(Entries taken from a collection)
⟨

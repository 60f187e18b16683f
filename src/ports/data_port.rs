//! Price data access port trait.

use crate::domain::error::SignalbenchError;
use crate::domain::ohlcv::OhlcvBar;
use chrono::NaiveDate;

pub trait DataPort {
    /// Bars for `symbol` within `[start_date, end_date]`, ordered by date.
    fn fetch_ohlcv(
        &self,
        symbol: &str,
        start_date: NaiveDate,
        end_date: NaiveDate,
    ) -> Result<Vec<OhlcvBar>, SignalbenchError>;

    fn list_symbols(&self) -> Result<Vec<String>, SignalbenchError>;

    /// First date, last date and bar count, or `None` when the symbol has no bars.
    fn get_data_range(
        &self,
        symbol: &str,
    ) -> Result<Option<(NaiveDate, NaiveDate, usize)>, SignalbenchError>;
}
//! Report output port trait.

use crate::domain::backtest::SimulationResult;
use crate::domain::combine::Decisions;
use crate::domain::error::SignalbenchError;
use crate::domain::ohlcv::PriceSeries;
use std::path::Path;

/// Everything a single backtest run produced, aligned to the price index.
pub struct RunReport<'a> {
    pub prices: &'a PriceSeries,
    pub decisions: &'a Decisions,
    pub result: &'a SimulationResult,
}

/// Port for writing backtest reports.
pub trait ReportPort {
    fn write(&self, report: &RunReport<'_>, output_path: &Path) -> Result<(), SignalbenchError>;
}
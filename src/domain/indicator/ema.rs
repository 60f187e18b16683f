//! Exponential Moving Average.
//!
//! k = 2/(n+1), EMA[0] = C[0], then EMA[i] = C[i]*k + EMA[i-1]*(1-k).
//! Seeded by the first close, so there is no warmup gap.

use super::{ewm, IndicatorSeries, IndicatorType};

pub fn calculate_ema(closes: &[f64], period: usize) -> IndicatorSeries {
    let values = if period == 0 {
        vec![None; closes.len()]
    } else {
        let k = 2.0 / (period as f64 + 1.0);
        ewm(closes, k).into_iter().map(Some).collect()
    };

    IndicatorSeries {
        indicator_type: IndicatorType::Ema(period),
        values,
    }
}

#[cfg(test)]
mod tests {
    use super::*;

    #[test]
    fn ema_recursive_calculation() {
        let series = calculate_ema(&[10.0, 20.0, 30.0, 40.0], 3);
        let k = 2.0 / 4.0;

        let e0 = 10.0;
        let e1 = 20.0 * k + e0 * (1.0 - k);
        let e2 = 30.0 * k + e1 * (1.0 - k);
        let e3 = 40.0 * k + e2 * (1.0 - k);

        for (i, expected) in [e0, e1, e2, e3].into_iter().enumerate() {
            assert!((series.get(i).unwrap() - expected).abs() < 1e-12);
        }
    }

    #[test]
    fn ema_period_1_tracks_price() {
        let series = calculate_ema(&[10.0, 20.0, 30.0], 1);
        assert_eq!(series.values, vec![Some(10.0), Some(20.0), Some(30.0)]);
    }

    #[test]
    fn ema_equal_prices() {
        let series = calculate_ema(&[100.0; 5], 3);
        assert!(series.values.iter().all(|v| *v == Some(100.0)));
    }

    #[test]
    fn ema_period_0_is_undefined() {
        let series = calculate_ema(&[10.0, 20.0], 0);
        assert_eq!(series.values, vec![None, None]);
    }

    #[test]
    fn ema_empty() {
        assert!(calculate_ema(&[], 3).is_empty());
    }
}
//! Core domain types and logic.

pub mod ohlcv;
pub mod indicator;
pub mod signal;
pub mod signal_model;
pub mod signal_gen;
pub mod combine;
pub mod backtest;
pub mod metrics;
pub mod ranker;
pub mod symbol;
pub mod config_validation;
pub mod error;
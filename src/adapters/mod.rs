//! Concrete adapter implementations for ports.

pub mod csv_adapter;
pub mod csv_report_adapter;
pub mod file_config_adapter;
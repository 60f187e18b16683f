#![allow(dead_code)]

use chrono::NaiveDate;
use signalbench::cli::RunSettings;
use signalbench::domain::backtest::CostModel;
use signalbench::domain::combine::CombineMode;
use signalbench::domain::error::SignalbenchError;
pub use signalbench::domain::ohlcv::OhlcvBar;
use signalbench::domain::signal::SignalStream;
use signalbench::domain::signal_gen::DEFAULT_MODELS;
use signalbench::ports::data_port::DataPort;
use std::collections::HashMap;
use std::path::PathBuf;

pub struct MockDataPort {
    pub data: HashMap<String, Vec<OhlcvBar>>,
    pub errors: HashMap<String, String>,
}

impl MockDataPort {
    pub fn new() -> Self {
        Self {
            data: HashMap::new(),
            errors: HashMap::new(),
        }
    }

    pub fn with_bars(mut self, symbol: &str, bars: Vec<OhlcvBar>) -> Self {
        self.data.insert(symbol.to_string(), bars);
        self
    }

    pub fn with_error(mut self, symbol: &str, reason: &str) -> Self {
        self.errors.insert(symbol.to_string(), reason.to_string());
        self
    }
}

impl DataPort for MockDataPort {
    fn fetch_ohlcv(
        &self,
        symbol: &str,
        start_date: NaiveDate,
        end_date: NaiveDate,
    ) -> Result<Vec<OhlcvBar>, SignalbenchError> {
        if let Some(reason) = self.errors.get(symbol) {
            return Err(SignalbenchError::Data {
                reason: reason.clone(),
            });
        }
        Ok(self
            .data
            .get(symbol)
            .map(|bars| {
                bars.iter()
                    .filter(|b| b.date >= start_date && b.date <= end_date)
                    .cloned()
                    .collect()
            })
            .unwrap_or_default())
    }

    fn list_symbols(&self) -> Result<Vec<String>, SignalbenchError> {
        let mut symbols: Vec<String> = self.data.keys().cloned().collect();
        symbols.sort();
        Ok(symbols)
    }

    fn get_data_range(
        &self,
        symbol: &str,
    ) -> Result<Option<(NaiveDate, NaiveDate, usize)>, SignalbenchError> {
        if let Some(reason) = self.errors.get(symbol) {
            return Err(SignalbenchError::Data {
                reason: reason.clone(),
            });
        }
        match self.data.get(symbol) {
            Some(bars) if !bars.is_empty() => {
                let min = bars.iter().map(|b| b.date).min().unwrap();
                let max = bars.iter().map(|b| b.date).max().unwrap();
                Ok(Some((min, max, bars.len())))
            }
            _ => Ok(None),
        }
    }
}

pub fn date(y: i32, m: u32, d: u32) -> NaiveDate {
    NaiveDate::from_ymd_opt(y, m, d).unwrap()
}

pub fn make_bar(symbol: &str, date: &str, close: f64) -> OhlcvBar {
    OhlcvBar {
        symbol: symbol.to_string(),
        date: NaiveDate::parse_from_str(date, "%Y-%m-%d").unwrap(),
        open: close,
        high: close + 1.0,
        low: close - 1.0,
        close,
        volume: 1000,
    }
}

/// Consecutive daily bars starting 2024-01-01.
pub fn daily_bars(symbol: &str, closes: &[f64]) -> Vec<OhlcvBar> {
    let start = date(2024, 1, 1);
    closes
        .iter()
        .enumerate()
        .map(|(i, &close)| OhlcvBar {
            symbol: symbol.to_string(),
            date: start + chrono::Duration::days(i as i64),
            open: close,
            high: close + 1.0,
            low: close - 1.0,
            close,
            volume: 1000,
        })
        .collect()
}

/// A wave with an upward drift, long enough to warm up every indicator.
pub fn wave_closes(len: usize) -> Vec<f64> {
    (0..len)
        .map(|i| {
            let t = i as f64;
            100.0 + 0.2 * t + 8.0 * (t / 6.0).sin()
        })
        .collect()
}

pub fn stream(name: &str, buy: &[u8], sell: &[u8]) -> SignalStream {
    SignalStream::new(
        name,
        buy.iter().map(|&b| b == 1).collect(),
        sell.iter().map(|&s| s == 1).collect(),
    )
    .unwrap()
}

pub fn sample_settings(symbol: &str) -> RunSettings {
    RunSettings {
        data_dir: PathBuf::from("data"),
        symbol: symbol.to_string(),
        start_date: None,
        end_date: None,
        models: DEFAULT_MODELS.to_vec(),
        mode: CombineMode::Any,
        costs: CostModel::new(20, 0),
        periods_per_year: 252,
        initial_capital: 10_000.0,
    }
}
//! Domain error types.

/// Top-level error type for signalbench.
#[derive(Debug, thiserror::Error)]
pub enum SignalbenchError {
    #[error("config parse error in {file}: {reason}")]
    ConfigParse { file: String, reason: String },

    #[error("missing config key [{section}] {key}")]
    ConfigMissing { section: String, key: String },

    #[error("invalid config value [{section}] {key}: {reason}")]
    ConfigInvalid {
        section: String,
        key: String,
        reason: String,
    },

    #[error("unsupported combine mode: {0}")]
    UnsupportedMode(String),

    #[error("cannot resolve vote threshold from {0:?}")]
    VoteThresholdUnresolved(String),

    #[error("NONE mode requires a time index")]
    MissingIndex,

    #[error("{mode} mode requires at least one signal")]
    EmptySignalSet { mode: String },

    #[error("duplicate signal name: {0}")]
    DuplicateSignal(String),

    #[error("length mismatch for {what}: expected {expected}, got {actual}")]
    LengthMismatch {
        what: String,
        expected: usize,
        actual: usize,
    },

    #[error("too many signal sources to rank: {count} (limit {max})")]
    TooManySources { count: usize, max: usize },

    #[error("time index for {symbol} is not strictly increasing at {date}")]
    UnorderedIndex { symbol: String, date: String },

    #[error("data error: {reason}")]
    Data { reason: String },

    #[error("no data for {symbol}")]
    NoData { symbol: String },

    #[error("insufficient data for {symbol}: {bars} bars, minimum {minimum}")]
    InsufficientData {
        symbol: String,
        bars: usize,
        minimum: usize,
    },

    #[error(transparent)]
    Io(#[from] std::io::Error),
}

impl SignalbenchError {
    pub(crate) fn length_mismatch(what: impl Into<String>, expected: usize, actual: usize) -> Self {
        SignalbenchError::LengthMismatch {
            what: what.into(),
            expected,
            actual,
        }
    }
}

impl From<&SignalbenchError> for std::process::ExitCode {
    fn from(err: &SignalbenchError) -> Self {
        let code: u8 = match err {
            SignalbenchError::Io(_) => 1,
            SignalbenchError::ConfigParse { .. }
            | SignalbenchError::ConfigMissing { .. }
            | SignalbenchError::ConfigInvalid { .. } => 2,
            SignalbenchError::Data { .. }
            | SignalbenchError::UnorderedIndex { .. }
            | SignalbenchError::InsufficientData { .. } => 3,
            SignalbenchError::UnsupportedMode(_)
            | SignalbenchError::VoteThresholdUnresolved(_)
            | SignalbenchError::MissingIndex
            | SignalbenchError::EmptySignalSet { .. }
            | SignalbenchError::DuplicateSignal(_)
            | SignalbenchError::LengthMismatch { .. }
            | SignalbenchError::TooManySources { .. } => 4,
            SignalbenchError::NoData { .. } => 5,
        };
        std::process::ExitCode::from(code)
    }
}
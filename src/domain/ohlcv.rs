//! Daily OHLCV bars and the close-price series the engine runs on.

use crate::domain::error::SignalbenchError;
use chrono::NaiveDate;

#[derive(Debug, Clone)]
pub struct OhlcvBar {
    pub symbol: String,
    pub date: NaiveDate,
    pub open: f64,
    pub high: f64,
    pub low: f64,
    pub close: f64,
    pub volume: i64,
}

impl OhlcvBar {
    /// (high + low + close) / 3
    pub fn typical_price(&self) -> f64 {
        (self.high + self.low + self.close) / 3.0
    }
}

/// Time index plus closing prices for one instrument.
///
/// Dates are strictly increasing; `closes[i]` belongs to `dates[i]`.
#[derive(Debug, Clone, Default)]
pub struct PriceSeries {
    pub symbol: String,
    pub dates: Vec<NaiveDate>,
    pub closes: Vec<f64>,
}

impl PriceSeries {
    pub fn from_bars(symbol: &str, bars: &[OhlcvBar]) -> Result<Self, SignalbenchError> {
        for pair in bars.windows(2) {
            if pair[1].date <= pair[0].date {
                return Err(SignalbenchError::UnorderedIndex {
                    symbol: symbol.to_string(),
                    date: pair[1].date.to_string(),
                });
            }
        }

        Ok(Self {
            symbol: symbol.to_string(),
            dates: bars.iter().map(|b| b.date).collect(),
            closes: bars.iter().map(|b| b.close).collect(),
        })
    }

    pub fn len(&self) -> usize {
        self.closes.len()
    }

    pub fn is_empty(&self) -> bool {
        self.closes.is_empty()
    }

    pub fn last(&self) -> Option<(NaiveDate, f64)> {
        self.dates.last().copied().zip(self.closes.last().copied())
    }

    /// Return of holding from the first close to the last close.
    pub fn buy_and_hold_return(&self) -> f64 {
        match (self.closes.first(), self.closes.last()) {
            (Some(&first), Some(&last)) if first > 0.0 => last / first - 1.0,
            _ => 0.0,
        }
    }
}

⟩

• [ABOUT THIS TASK]:
Working from the data above, extract solely the lines from the one containing "pub mod backtest;" through the one containing "use signalbench::domain::signal_gen::DEFAULT_MODELS;", exactly as they appear, both included.

• [EXERCISE OUTPUT]:
pub mod backtest;
pub mod metrics;
pub mod ranker;
pub mod symbol;
pub mod config_validation;
pub mod error;
filename src/adapters/mod.rs
//! Concrete adapter implementations for ports.

pub mod csv_adapter;
pub mod csv_report_adapter;
pub mod file_config_adapter;
repository 60f187e18b16683f
#![allow(dead_code)]

use chrono::NaiveDate;
use signalbench::cli::RunSettings;
use signalbench::domain::backtest::CostModel;
use signalbench::domain::combine::CombineMode;
use signalbench::domain::error::SignalbenchError;
pub use signalbench::domain::ohlcv::OhlcvBar;
use signalbench::domain::signal::SignalStream;
use signalbench::domain::signal_gen::DEFAULT_MODELS;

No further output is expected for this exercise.